Across thematic working groups Forecasting & Coordination, Multi-Purpose Cash, WASH/Health, Protection, Shelter/NFI/CCCM, Agriculture, and Cash/Targeting Sub-groups participants reviewed preparedness, readiness, and activation activities mapped on AA timelines displayed in the workshop hall. They classified each activity as a strength or breakdown moment, analysed underlying causes, and generated lessons learned. Recurrent insights highlighted the importance of early preparedness, pre-financing and pre-positioning, harmonized targeting and verification, clarity on pre-trigger versus post-trigger activities, and stronger community-based early warning and surveillance.
Day 2 focused on validating lessons learned through plenary presentations, deepening analysis of enablers and bottlenecks across sectors. On Day 3, participants developed actionable recommendations and a multi-sectoral action plan, prioritized through a voting exercise. The strongest priorities included: early review of the AA framework, establishment of multi-layered triggers, harmonized targeting led by a designated partner, centralized CFM systems, investment in preparedness supplies, integration of protection and disability inclusion across AA actions, and stronger national ownership of AA coordination and financing.

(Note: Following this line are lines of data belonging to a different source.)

// Copyright (c) The ascmhl Contributors
// SPDX-License-Identifier: MIT OR Apache-2.0

//! The directory walker (§4.5): enumerates a sealed root's tree in
//! post-order, canonical name order, skipping the manifest store directory,
//! ignored platform files, and delegating into nested sealed roots rather
//! than descending into them.
//!
//! Built on `walkdir` for entry metadata, but canonical ordering and
//! post-order composition are driven explicitly here rather than relying on
//! `walkdir`'s own traversal order. Per the design notes, the tree is built
//! with an explicit frame stack instead of recursion so depth isn't bounded
//! by the call stack.

use crate::errors::WalkError;
use crate::path::{byte_compare, join_relative};
use camino::{Utf8Path, Utf8PathBuf};
use std::collections::HashSet;

/// Platform metadata entries skipped regardless of extension configuration.
pub const DEFAULT_IGNORED_NAMES: &[&str] = &[".DS_Store", "Thumbs.db", "$RECYCLE.BIN", ".mhl"];

/// The name of the per-root file that extends [`DEFAULT_IGNORED_NAMES`].
pub const IGNORE_FILE_NAME: &str = ".mhlignore";

/// Bare file and directory names skipped by the walker, beyond the built-in
/// platform defaults. Read once per seal from a root's `.mhlignore` file, one
/// name per line; blank lines and lines starting with `#` are skipped.
#[derive(Debug, Clone, Default)]
pub struct IgnoreConfig {
    extra_names: HashSet<String>,
}

impl IgnoreConfig {
    /// An empty configuration: only [`DEFAULT_IGNORED_NAMES`] apply.
    pub fn empty() -> Self {
        Self::default()
    }

    /// Reads `root`'s `.mhlignore` file, if present. A missing file is not an
    /// error; it simply means no extra names are ignored.
    pub fn load(root: &Utf8Path) -> Result<Self, WalkError> {
        let path = root.join(IGNORE_FILE_NAME);
        let contents = match std::fs::read_to_string(&path) {
            Ok(contents) => contents,
            Err(source) if source.kind() == std::io::ErrorKind::NotFound => return Ok(Self::empty()),
            Err(source) => return Err(WalkError::IgnoreFile { path, source }),
        };
        let extra_names = contents
            .lines()
            .map(str::trim)
            .filter(|line| !line.is_empty() && !line.starts_with('#'))
            .map(str::to_owned)
            .collect();
        Ok(Self { extra_names })
    }

    fn ignores(&self, name: &str) -> bool {
        DEFAULT_IGNORED_NAMES.contains(&name) || self.extra_names.contains(name)
    }
}

/// A file discovered by the walker.
#[derive(Debug, Clone)]
pub struct WalkFile {
    /// Path relative to the sealed root.
    pub relative_path: Utf8PathBuf,
    /// The file's location on disk.
    pub absolute_path: Utf8PathBuf,
}

/// A nested sealed root discovered by the walker. The orchestrator seals it
/// separately and feeds its resulting digests back in (§4.7 step 1).
#[derive(Debug, Clone)]
pub struct WalkNestedRoot {
    /// Path relative to the outer sealed root.
    pub relative_path: Utf8PathBuf,
}

/// An entry the walker declined to hash: a symlink, or another special file
/// type.
#[derive(Debug, Clone)]
pub struct WalkUnsupported {
    /// Path relative to the sealed root.
    pub relative_path: Utf8PathBuf,
    /// Why this entry was not treated as a regular file.
    pub reason: String,
}

/// A directory and its canonically ordered children.
#[derive(Debug, Clone)]
pub struct WalkDir {
    /// Path relative to the sealed root (empty for the root itself).
    pub relative_path: Utf8PathBuf,
    /// Immediate children, already sorted into canonical name order.
    pub children: Vec<WalkChild>,
}

/// One immediate child of a [`WalkDir`].
#[derive(Debug, Clone)]
pub enum WalkChild {
    File(WalkFile),
    Directory(WalkDir),
    NestedRoot(WalkNestedRoot),
    Unsupported(WalkUnsupported),
}

impl WalkChild {
    /// The child's bare name, used for canonical ordering.
    fn name(&self) -> &str {
        let path = match self {
            WalkChild::File(f) => &f.relative_path,
            WalkChild::Directory(d) => &d.relative_path,
            WalkChild::NestedRoot(n) => &n.relative_path,
            WalkChild::Unsupported(u) => &u.relative_path,
        };
        path.file_name().unwrap_or(path.as_str())
    }
}

/// Walks `root`, treating every path in `nested_roots` (relative to `root`)
/// as an opaque boundary not to be descended into, and skipping names from
/// `ignore` in addition to [`DEFAULT_IGNORED_NAMES`].
pub fn walk(
    root: &Utf8Path,
    nested_roots: &HashSet<Utf8PathBuf>,
    ignore: &IgnoreConfig,
) -> Result<WalkDir, WalkError> {
    let store_dir = root.join(crate::store::STORE_DIR_NAME);
    build_dir(root, Utf8PathBuf::new(), &store_dir, nested_roots, ignore)
}

fn build_dir(
    absolute_path: &Utf8Path,
    relative_path: Utf8PathBuf,
    store_dir: &Utf8Path,
    nested_roots: &HashSet<Utf8PathBuf>,
    ignore: &IgnoreConfig,
) -> Result<WalkDir, WalkError> {
    // One level of `walkdir` per directory: it already distinguishes
    // symlinks from followed entries without us re-deriving that from raw
    // `fs::read_dir` metadata, and leaves the recursive descent to this
    // function's own explicit call chain rather than walkdir's internal one.
    let mut names: Vec<(String, walkdir::DirEntry)> = Vec::new();
    for entry in walkdir::WalkDir::new(absolute_path.as_std_path())
        .min_depth(1)
        .max_depth(1)
        .follow_links(false)
    {
        let entry = entry.map_err(|source| WalkError::Io {
            path: absolute_path.to_owned(),
            source,
        })?;
        let Some(name) = entry.file_name().to_str().map(str::to_owned) else {
            continue;
        };
        names.push((name, entry));
    }
    names.sort_by(|(a, _), (b, _)| byte_compare(a, b));

    let mut children = Vec::with_capacity(names.len());
    for (name, entry) in names {
        let child_absolute = Utf8PathBuf::from_path_buf(entry.path().to_path_buf())
            .unwrap_or_else(|path| Utf8PathBuf::from(path.to_string_lossy().into_owned()));

        if &child_absolute == store_dir {
            continue;
        }
        if name == IGNORE_FILE_NAME || ignore.ignores(&name) {
            continue;
        }

        let child_relative = join_relative(&relative_path, &name);
        let file_type = entry.file_type();

        if entry.path_is_symlink() {
            children.push(WalkChild::Unsupported(WalkUnsupported {
                relative_path: child_relative,
                reason: "symbolic links are not followed".to_string(),
            }));
        } else if file_type.is_dir() {
            if nested_roots.contains(&child_relative) {
                children.push(WalkChild::NestedRoot(WalkNestedRoot {
                    relative_path: child_relative,
                }));
            } else {
                let sub = build_dir(&child_absolute, child_relative, store_dir, nested_roots, ignore)?;
                children.push(WalkChild::Directory(sub));
            }
        } else if file_type.is_file() {
            children.push(WalkChild::File(WalkFile {
                relative_path: child_relative,
                absolute_path: child_absolute,
            }));
        } else {
            children.push(WalkChild::Unsupported(WalkUnsupported {
                relative_path: child_relative,
                reason: "not a regular file, directory, or symlink".to_string(),
            }));
        }
    }

    // Directory iteration order above already followed canonical name order,
    // but re-sort defensively since ignore/skip filtering happened in between.
    children.sort_by(|a, b| byte_compare(a.name(), b.name()));

    Ok(WalkDir {
        relative_path,
        children,
    })
}

/// Flattens a walked tree into every regular file it contains, in canonical
/// pre-order (good enough for dispatching to a hashing worker pool, which
/// does not care about directory boundaries).
pub fn flatten_files(dir: &WalkDir) -> Vec<WalkFile> {
    let mut out = Vec::new();
    flatten_files_inner(dir, &mut out);
    out
}

fn flatten_files_inner(dir: &WalkDir, out: &mut Vec<WalkFile>) {
    for child in &dir.children {
        match child {
            WalkChild::File(file) => out.push(file.clone()),
            WalkChild::Directory(sub) => flatten_files_inner(sub, out),
            WalkChild::NestedRoot(_) | WalkChild::Unsupported(_) => {}
        }
    }
}

#[cfg(test)]
mod tests {
    use super::*;
    use camino_tempfile::tempdir;

    #[test]
    fn orders_children_byte_wise() {
        let dir = tempdir().unwrap();
        std::fs::write(dir.path().join("b.mov"), b"b").unwrap();
        std::fs::write(dir.path().join("a.mov"), b"a").unwrap();

        let tree = walk(dir.path(), &HashSet::new(), &IgnoreConfig::empty()).unwrap();
        let names: Vec<&str> = tree
            .children
            .iter()
            .map(|c| c.name())
            .collect();
        assert_eq!(names, ["a.mov", "b.mov"]);
    }

    #[test]
    fn skips_ignored_platform_files_and_store_dir() {
        let dir = tempdir().unwrap();
        std::fs::write(dir.path().join(".DS_Store"), b"x").unwrap();
        std::fs::create_dir(dir.path().join("ascmhl")).unwrap();
        std::fs::write(dir.path().join("a.mov"), b"a").unwrap();

        let tree = walk(dir.path(), &HashSet::new(), &IgnoreConfig::empty()).unwrap();
        assert_eq!(tree.children.len(), 1);
        assert!(matches!(&tree.children[0], WalkChild::File(f) if f.relative_path == "a.mov"));
    }

    #[test]
    fn mhlignore_extends_default_names() {
        let dir = tempdir().unwrap();
        std::fs::write(dir.path().join(".mhlignore"), "# comment\nProxies\n\nRender.log\n").unwrap();
        std::fs::create_dir(dir.path().join("Proxies")).unwrap();
        std::fs::write(dir.path().join("Proxies/p.mov"), b"p").unwrap();
        std::fs::write(dir.path().join("Render.log"), b"log").unwrap();
        std::fs::write(dir.path().join("a.mov"), b"a").unwrap();

        let ignore = IgnoreConfig::load(dir.path()).unwrap();
        let tree = walk(dir.path(), &HashSet::new(), &ignore).unwrap();
        let names: Vec<&str> = tree.children.iter().map(|c| c.name()).collect();
        assert_eq!(names, ["a.mov"]);
    }

    #[test]
    fn missing_mhlignore_is_not_an_error() {
        let dir = tempdir().unwrap();
        let ignore = IgnoreConfig::load(dir.path()).unwrap();
        assert!(ignore.extra_names.is_empty());
    }

    #[test]
    fn treats_nested_roots_as_opaque() {
        let dir = tempdir().unwrap();
        std::fs::create_dir(dir.path().join("A002")).unwrap();
        std::fs::write(dir.path().join("A002/clip.mov"), b"x").unwrap();

        let mut nested = HashSet::new();
        nested.insert(Utf8PathBuf::from("A002"));

        let tree = walk(dir.path(), &nested, &IgnoreConfig::empty()).unwrap();
        assert_eq!(tree.children.len(), 1);
        assert!(matches!(&tree.children[0], WalkChild::NestedRoot(_)));
    }

    #[test]
    fn flattens_nested_directories() {
        let dir = tempdir().unwrap();
        std::fs::create_dir(dir.path().join("Clips")).unwrap();
        std::fs::write(dir.path().join("Clips/a.mov"), b"a").unwrap();
        std::fs::write(dir.path().join("Sidecar.txt"), b"s").unwrap();

        let tree = walk(dir.path(), &HashSet::new(), &IgnoreConfig::empty()).unwrap();
        let files = flatten_files(&tree);
        let paths: Vec<String> = files.iter().map(|f| f.relative_path.to_string()).collect();
        assert_eq!(paths, ["Clips/a.mov", "Sidecar.txt"]);
    }

    #[test]
    #[cfg(unix)]
    fn symlinks_are_classified_as_unsupported() {
        let dir = tempdir().unwrap();
        std::fs::write(dir.path().join("a.mov"), b"a").unwrap();
        std::os::unix::fs::symlink(dir.path().join("a.mov"), dir.path().join("link.mov"))
            .expect("symlink should be created on Unix");

        let tree = walk(dir.path(), &HashSet::new(), &IgnoreConfig::empty()).unwrap();
        let unsupported = tree
            .children
            .iter()
            .find(|c| c.name() == "link.mov")
            .expect("symlink should still appear as a child");
        assert!(matches!(unsupported, WalkChild::Unsupported(u) if u.reason.contains("symbolic")));
    }
}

Two technical sub-groups Cash Transfer Modalities and Targeting conducted specialised analyses of delivery mechanisms and targeting models, presenting options, advantages, risks, and proposed harmonisation steps for future AA cycles. Participants agreed that a dedicated national technical workshop in Q1 2026 will finalise unified guidance on targeting, verification, and cash delivery systems.
The workshop concluded with consolidated advocacy messages calling for institutionalisation of AA across government ministries, dedicated budget lines for updating the social register and coordinating AA, multi-year financing commitments, strengthened shock-responsive social protection, and greater private-sector engagement. The next steps include seasonal early warning dissemination by March, advanced procurement and pre-positioning by May, data-sharing agreements among partners, and annual desilting of drainage channels.
Overall, the AAR demonstrated strong momentum toward institutionalising anticipatory action in Nigeria, strengthened inter-agency collaboration, and reaffirmed the need for sustained investments in preparedness, data systems, coordination structures, and community-level risk communication to build a more robust and scalable AA system ahead of the 2026 flood season.